Top of Data provided

//! Text-to-speech capability.

use std::io::ErrorKind;
use std::process::{Child, Command, Stdio};
use std::sync::Mutex;

use tracing::debug;

use crate::error::SpeechError;

/// A voice the synthesizer offers.
#[derive(Debug, Clone, PartialEq, Eq)]
pub struct Voice {
    pub name: String,
    /// BCP-47 style tag, e.g. `en-US`.
    pub lang: String,
}

impl Voice {
    pub fn new(name: impl Into<String>, lang: impl Into<String>) -> Self {
        Self {
            name: name.into(),
            lang: lang.into(),
        }
    }
}

/// Fixed delivery parameters for announcements.
#[derive(Debug, Clone, PartialEq)]
pub struct VoiceSettings {
    pub rate: f32,
    pub pitch: f32,
    pub volume: f32,
    /// Substring matched against `Voice::lang` when choosing a voice.
    pub preferred_lang: String,
}

impl Default for VoiceSettings {
    fn default() -> Self {
        Self {
            rate: 0.9,
            pitch: 1.0,
            volume: 0.8,
            preferred_lang: "en".to_string(),
        }
    }
}

/// One thing to say.
#[derive(Debug, Clone, PartialEq)]
pub struct Utterance {
    pub text: String,
    pub rate: f32,
    pub pitch: f32,
    pub volume: f32,
    pub voice: Option<Voice>,
}

impl Utterance {
    /// Build an utterance, picking the first voice whose language matches the preference.
    pub fn new(text: impl Into<String>, settings: &VoiceSettings, voices: &[Voice]) -> Self {
        let voice = voices
            .iter()
            .find(|v| v.lang.contains(settings.preferred_lang.as_str()))
            .cloned();
        Self {
            text: text.into(),
            rate: settings.rate,
            pitch: settings.pitch,
            volume: settings.volume,
            voice,
        }
    }
}

/// Non-blocking speech output. `speak` starts speaking and returns; `cancel`
/// silences whatever is currently being spoken.
pub trait SpeechSynthesizer: Send + Sync {
    fn voices(&self) -> Vec<Voice>;

    fn speak(&self, utterance: Utterance) -> Result<(), SpeechError>;

    fn cancel(&self);
}

// ── Console ─────────────────────────────────────────────────────────

/// Writes announcements to stderr instead of speaking them.
pub struct ConsoleSpeech;

impl SpeechSynthesizer for ConsoleSpeech {
    fn voices(&self) -> Vec<Voice> {
        vec![Voice::new("console", "en-US")]
    }

    fn speak(&self, utterance: Utterance) -> Result<(), SpeechError> {
        eprintln!("🔊 {}", utterance.text);
        Ok(())
    }

    fn cancel(&self) {}
}

// ── External program ────────────────────────────────────────────────

/// Speaks through an espeak-compatible program (`-s` words per minute,
/// `-p` pitch, `-a` amplitude, `-v` voice).
pub struct CommandSpeech {
    program: String,
    voices: Vec<Voice>,
    current: Mutex<Option<Child>>,
    /// Killed children that had not exited yet; reaped on the next `speak`.
    killed: Mutex<Vec<Child>>,
}

/// espeak defaults that a rate/pitch/volume of 1.0 maps onto.
const BASE_WORDS_PER_MINUTE: f32 = 175.0;
const BASE_PITCH: f32 = 50.0;
const BASE_AMPLITUDE: f32 = 100.0;

impl CommandSpeech {
    pub fn new(program: impl Into<String>) -> Self {
        Self {
            program: program.into(),
            voices: vec![Voice::new("en", "en")],
            current: Mutex::new(None),
            killed: Mutex::new(Vec::new()),
        }
    }

    pub fn with_voices(mut self, voices: Vec<Voice>) -> Self {
        self.voices = voices;
        self
    }

    fn args(utterance: &Utterance) -> Vec<String> {
        let mut args = vec![
            "-s".to_string(),
            format!("{}", (utterance.rate * BASE_WORDS_PER_MINUTE).round() as u32),
            "-p".to_string(),
            format!("{}", (utterance.pitch * BASE_PITCH).clamp(0.0, 99.0).round() as u32),
            "-a".to_string(),
            format!("{}", (utterance.volume * BASE_AMPLITUDE).clamp(0.0, 200.0).round() as u32),
        ];
        if let Some(voice) = &utterance.voice {
            args.push("-v".to_string());
            args.push(voice.name.clone());
        }
        // Feedback text may start with '-'.
        args.push("--".to_string());
        args.push(utterance.text.clone());
        args
    }

    /// Drop killed children that have exited since they were cancelled.
    fn reap(&self) {
        self.killed
            .lock()
            .unwrap_or_else(|e| e.into_inner())
            .retain_mut(|child| matches!(child.try_wait(), Ok(None)));
    }
}

impl SpeechSynthesizer for CommandSpeech {
    fn voices(&self) -> Vec<Voice> {
        self.voices.clone()
    }

    fn speak(&self, utterance: Utterance) -> Result<(), SpeechError> {
        self.cancel();
        self.reap();

        let child = Command::new(&self.program)
            .args(Self::args(&utterance))
            .stdin(Stdio::null())
            .stdout(Stdio::null())
            .stderr(Stdio::null())
            .spawn()
            .map_err(|e| match e.kind() {
                ErrorKind::NotFound => SpeechError::Unsupported(format!(
                    "{} is not installed",
                    self.program
                )),
                _ => SpeechError::Failed(e.to_string()),
            })?;

        debug!(pid = child.id(), text = %utterance.text, "Speaking");
        *self.current.lock().unwrap_or_else(|e| e.into_inner()) = Some(child);
        Ok(())
    }

    fn cancel(&self) {
        let child = self.current.lock().unwrap_or_else(|e| e.into_inner()).take();
        if let Some(mut child) = child {
            // Already-finished children just report an error here.
            let _ = child.kill();
            if let Ok(None) = child.try_wait() {
                self.killed
                    .lock()
                    .unwrap_or_else(|e| e.into_inner())
                    .push(child);
            }
        }
    }
}

impl Drop for CommandSpeech {
    fn drop(&mut self) {
        self.cancel();
        let killed = self.killed.get_mut().unwrap_or_else(|e| e.into_inner());
        for mut child in killed.drain(..) {
            let _ = child.wait();
        }
    }
}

Bottom of Data provided

Problem to work on: From the entries above, restate word for word the lines from the line containing "debug!(pid = child.id(), text" to the line containing "let child = self.current.lock().unwrap_or_else(|e|", both ends included, and nothing more.

Answer area:
        debug!(pid = child.id(), text = %utterance.text, "Speaking");
        *self.current.lock().unwrap_or_else(|e| e.into_inner()) = Some(child);
        Ok(())
    }

    fn cancel(&self) {
        let child = self.current.lock().unwrap_or_else(|e| e.into_inner()).take();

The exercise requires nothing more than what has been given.